Was craving bacon yesterday so took the train to go buy some. All I could think of is bacon and eggs for breakkie.

This morning? My tastebuds have gone funny. They wanted more paella. 


Took me all day yesterday to make paella. It’s worth it though 😍

Plans for today was supposed to wake up early to go work at the business so I can have the day free to go walkies.

Well guess what? Alarm went off at 6am and I couldn’t get up. It’s now 8:13am and just sitting down to breakkie. There goes being organised.

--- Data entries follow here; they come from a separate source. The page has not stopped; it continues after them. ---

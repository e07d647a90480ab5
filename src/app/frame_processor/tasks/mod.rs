// SPDX-License-Identifier: GPL-3.0-only

//! Frame processing tasks

pub mod qr_detector;

pub use qr_detector::{QrDecoder, QrDetector};
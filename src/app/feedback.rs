// SPDX-License-Identifier: GPL-3.0-only

//! Detection feedback gated by the user's toggles

use crate::app::state::FeedbackPreferences;
use crate::backends::feedback::FeedbackDevice;
use crate::constants::feedback;
use std::sync::Arc;
use tracing::debug;

/// Fires vibration and beep according to [`FeedbackPreferences`]
pub struct FeedbackController {
    prefs: FeedbackPreferences,
    device: Arc<dyn FeedbackDevice>,
}

impl FeedbackController {
    pub fn new(prefs: FeedbackPreferences, device: Arc<dyn FeedbackDevice>) -> Self {
        Self { prefs, device }
    }

    pub fn preferences(&self) -> FeedbackPreferences {
        self.prefs
    }

    /// Flip the vibration toggle and return the new value
    pub fn toggle_vibration(&mut self) -> bool {
        self.prefs.vibration_enabled = !self.prefs.vibration_enabled;
        debug!(enabled = self.prefs.vibration_enabled, "Vibration toggled");
        self.prefs.vibration_enabled
    }

    /// Flip the sound toggle and return the new value
    pub fn toggle_sound(&mut self) -> bool {
        self.prefs.sound_enabled = !self.prefs.sound_enabled;
        debug!(enabled = self.prefs.sound_enabled, "Sound toggled");
        self.prefs.sound_enabled
    }

    /// Emit feedback for one accepted detection
    pub fn fire(&self) {
        if self.prefs.vibration_enabled {
            self.device.vibrate(feedback::VIBRATION_DURATION);
        }
        if self.prefs.sound_enabled {
            self.device.beep(feedback::BEEP_DURATION);
        }
    }
}

#[cfg(test)]
mod tests {
    use super::*;
    use std::sync::Mutex;
    use std::time::Duration;

    #[derive(Default)]
    struct RecordingDevice {
        events: Mutex<Vec<(&'static str, Duration)>>,
    }

    impl FeedbackDevice for RecordingDevice {
        fn vibrate(&self, duration: Duration) {
            self.events.lock().unwrap().push(("vibrate", duration));
        }

        fn beep(&self, duration: Duration) {
            self.events.lock().unwrap().push(("beep", duration));
        }
    }

    #[test]
    fn test_fire_respects_toggles() {
        let device = Arc::new(RecordingDevice::default());
        let mut controller = FeedbackController::new(FeedbackPreferences::default(), device.clone());

        controller.fire();
        assert_eq!(device.events.lock().unwrap().len(), 2);

        controller.toggle_sound();
        controller.fire();
        let events = device.events.lock().unwrap();
        assert_eq!(events.len(), 3);
        assert_eq!(events[2], ("vibrate", feedback::VIBRATION_DURATION));
    }

    #[test]
    fn test_both_disabled_is_silent() {
        let device = Arc::new(RecordingDevice::default());
        let mut controller = FeedbackController::new(FeedbackPreferences::default(), device.clone());
        assert!(!controller.toggle_vibration());
        assert!(!controller.toggle_sound());
        controller.fire();
        assert!(device.events.lock().unwrap().is_empty());
        assert!(controller.toggle_sound());
    }
}
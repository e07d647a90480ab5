// SPDX-License-Identifier: GPL-3.0-only

//! Message handler modules
//!
//! This module organizes message handlers by functional domain,
//! keeping related functionality together for easier maintenance.

pub mod camera;
pub mod detection;
pub mod gallery;
pub mod system;
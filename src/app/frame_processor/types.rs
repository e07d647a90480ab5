// SPDX-License-Identifier: MPL-2.0

//! Core types for frame processing results
//!
//! These types represent the output of the decoder and the classification
//! that decides which action a scan triggers.

use crate::constants::links;
use serde::Serialize;

/// A rectangular region within a frame
///
/// Coordinates are normalized (0.0 to 1.0) relative to the frame dimensions.
#[derive(Debug, Clone, PartialEq, Serialize)]
pub struct FrameRegion {
    /// Left edge (0.0 = left of frame, 1.0 = right of frame)
    pub x: f32,
    /// Top edge (0.0 = top of frame, 1.0 = bottom of frame)
    pub y: f32,
    /// Width as fraction of frame width
    pub width: f32,
    /// Height as fraction of frame height
    pub height: f32,
}

impl FrameRegion {
    /// Create a frame region from pixel coordinates
    pub fn from_pixels(
        x: u32,
        y: u32,
        width: u32,
        height: u32,
        frame_width: u32,
        frame_height: u32,
    ) -> Self {
        Self {
            x: x as f32 / frame_width as f32,
            y: y as f32 / frame_height as f32,
            width: width as f32 / frame_width as f32,
            height: height as f32 / frame_height as f32,
        }
    }
}

/// Kind of payload, without the text
#[derive(Debug, Clone, Copy, PartialEq, Eq, Serialize)]
#[serde(rename_all = "snake_case")]
pub enum PayloadKind {
    WebLink,
    FileLink,
    PlainText,
}

impl PayloadKind {
    pub fn display_name(&self) -> &'static str {
        match self {
            PayloadKind::WebLink => "web link",
            PayloadKind::FileLink => "file link",
            PayloadKind::PlainText => "plain text",
        }
    }
}

/// Action derived from decoded QR content
#[derive(Debug, Clone, PartialEq, Eq)]
pub enum QrAction {
    /// URL to open in a browser
    WebLink(String),
    /// URL pointing at a downloadable file
    FileLink(String),
    /// Anything that is not an absolute URL
    PlainText(String),
}

impl QrAction {
    /// Classify decoded content
    ///
    /// Total: anything that is not an absolute `scheme://host` URL is plain text.
    /// Links are trimmed; plain text keeps the decoded content as is.
    pub fn classify(content: &str) -> Self {
        let trimmed = content.trim();

        if !is_valid_url(trimmed) {
            return Self::PlainText(content.to_string());
        }

        if is_file_url(trimmed) {
            Self::FileLink(trimmed.to_string())
        } else {
            Self::WebLink(trimmed.to_string())
        }
    }

    pub fn kind(&self) -> PayloadKind {
        match self {
            Self::WebLink(_) => PayloadKind::WebLink,
            Self::FileLink(_) => PayloadKind::FileLink,
            Self::PlainText(_) => PayloadKind::PlainText,
        }
    }

    /// The classified text
    pub fn text(&self) -> &str {
        match self {
            Self::WebLink(s) | Self::FileLink(s) | Self::PlainText(s) => s,
        }
    }

    /// Get the primary action label for this payload
    pub fn action_label(&self) -> &'static str {
        match self {
            Self::WebLink(_) => "Open Link",
            Self::FileLink(_) => "Download File",
            Self::PlainText(_) => "Show Text",
        }
    }
}

/// Absolute URL check: `scheme://host[...]` with no whitespace
pub fn is_valid_url(s: &str) -> bool {
    if s.is_empty() || s.chars().any(char::is_whitespace) {
        return false;
    }

    let Some((scheme, rest)) = s.split_once("://") else {
        return false;
    };

    let mut scheme_chars = scheme.chars();
    let scheme_ok = scheme_chars.next().is_some_and(|c| c.is_ascii_alphabetic())
        && scheme_chars.all(|c| c.is_ascii_alphanumeric() || matches!(c, '+' | '-' | '.'));
    if !scheme_ok {
        return false;
    }

    let authority = rest.split(['/', '?', '#']).next().unwrap_or_default();
    // Drop userinfo and port
    let host_port = authority.rsplit('@').next().unwrap_or_default();
    let host = if host_port.starts_with('[') {
        host_port.split_inclusive(']').next().unwrap_or_default()
    } else {
        host_port.split(':').next().unwrap_or_default()
    };

    !host.is_empty() && host != "[]"
}

/// Download link check on an already validated URL, case-insensitive
pub fn is_file_url(url: &str) -> bool {
    let lower = url.to_lowercase();
    if lower.contains(links::DOWNLOAD_SEGMENT) {
        return true;
    }

    links::FILE_EXTENSIONS.iter().any(|ext| {
        lower
            .strip_suffix(ext)
            .is_some_and(|stem| stem.ends_with('.'))
    })
}

/// A detected QR code with its location and parsed content
#[derive(Debug, Clone, PartialEq)]
pub struct QrDetection {
    /// Bounding box of the QR code in normalized frame coordinates
    pub bounds: FrameRegion,
    /// Raw content decoded from the QR code
    pub content: String,
    /// Classified action based on content
    pub action: QrAction,
}

impl QrDetection {
    /// Create a new QR detection result
    pub fn new(bounds: FrameRegion, content: String) -> Self {
        let action = QrAction::classify(&content);
        Self {
            bounds,
            content,
            action,
        }
    }
}

/// First detection that carries a payload
pub fn first_payload(detections: &[QrDetection]) -> Option<&QrDetection> {
    detections.iter().find(|d| !d.content.is_empty())
}
// SPDX-License-Identifier: GPL-3.0-only

//! CLI commands for headless scanner operations
//!
//! This module provides command-line functionality for:
//! - Listing available cameras
//! - Scanning a QR code from an image file
//! - Classifying a payload without scanning

use qrscan::app::dispatcher::{
    DryRunOpener, ResultDispatcher, StdoutNotifier, SystemUrlOpener, UrlOpener,
};
use qrscan::app::frame_processor::{
    FrameRegion, PayloadKind, QrAction, QrDetector, first_payload,
};
use qrscan::backends::camera::enumeration::enumerate_cameras;
use qrscan::config::Config;
use qrscan::storage::decode_image_file;
use serde::Serialize;
use std::path::Path;
use std::sync::Arc;

/// JSON view of one scan result
#[derive(Debug, Serialize)]
struct ScanReport<'a> {
    kind: PayloadKind,
    content: &'a str,
    #[serde(skip_serializing_if = "Option::is_none")]
    bounds: Option<&'a FrameRegion>,
}

/// List all available cameras
pub fn list_cameras() -> Result<(), Box<dyn std::error::Error>> {
    // Initialize GStreamer
    gstreamer::init()?;

    let cameras = enumerate_cameras();

    if cameras.is_empty() {
        println!("No cameras found.");
        return Ok(());
    }

    println!("Available cameras:");
    println!();
    for (index, camera) in cameras.iter().enumerate() {
        println!("  [{}] {}", index, camera.name);
        println!("      Path: {}", camera.path);
        println!("      Location: {}", camera.location_label());
        if camera.rotation.degrees() != 0 {
            println!("      Rotation: {}", camera.rotation);
        }
        println!();
    }

    Ok(())
}

/// Scan an image file once and act on the first payload
pub fn scan_image(
    path: &Path,
    no_open: bool,
    json: bool,
    config: &Config,
) -> Result<(), Box<dyn std::error::Error>> {
    let runtime = tokio::runtime::Runtime::new()?;
    let decoder = Arc::new(QrDetector::with_max_dimension(config.max_dimension));
    let detections = runtime.block_on(decode_image_file(path, decoder, config.decode_timeout()))?;

    let Some(detection) = first_payload(&detections) else {
        if json {
            println!("null");
        } else {
            println!("No QR code recognized");
        }
        return Ok(());
    };

    if json {
        let report = ScanReport {
            kind: detection.action.kind(),
            content: &detection.content,
            bounds: Some(&detection.bounds),
        };
        println!("{}", serde_json::to_string_pretty(&report)?);
        return Ok(());
    }

    let opener: Arc<dyn UrlOpener> = if no_open || !config.open_links {
        Arc::new(DryRunOpener)
    } else {
        Arc::new(SystemUrlOpener)
    };
    let dispatcher = ResultDispatcher::new(opener, Arc::new(StdoutNotifier));
    println!(
        "{}: {}",
        detection.action.kind().display_name(),
        detection.content
    );
    dispatcher.dispatch(&detection.action);

    Ok(())
}

/// Print how a payload would be handled
pub fn classify(text: &str, json: bool) -> Result<(), Box<dyn std::error::Error>> {
    let action = QrAction::classify(text);

    if json {
        let report = ScanReport {
            kind: action.kind(),
            content: action.text(),
            bounds: None,
        };
        println!("{}", serde_json::to_string_pretty(&report)?);
    } else {
        println!("{} ({})", action.kind().display_name(), action.action_label());
        println!("{}", action.text());
    }

    Ok(())
}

I popped a baklava in my mouth last night so I need walkies. Can’t see any weight falling off me. My BMI sits around 21-22 I want it down to around 20-21. I want to lose weight and be under 50kg. Have done it before so hopefully I can do it again.

This morning I’ll have to sort out volunteering then head in to work for a few hours. After that go walkies. 

Was hopeful to prep dinner this morning. Fat chance of that 😩 Already feeling overwhelmed. 

Hubby is at it again. He caught me chatting and so he’s been climbing all over me. His theory is that if he f me all the time I don’t have the energy to go get it elsewhere 😩 

This morning he was sulking saying I only like white ones and he can’t turn me on anymore. The thing is I do want to be turned on by him. It’s just he’s so clumsy and as soon as he inflicts pain that’s it I get all anxious and freeze up. 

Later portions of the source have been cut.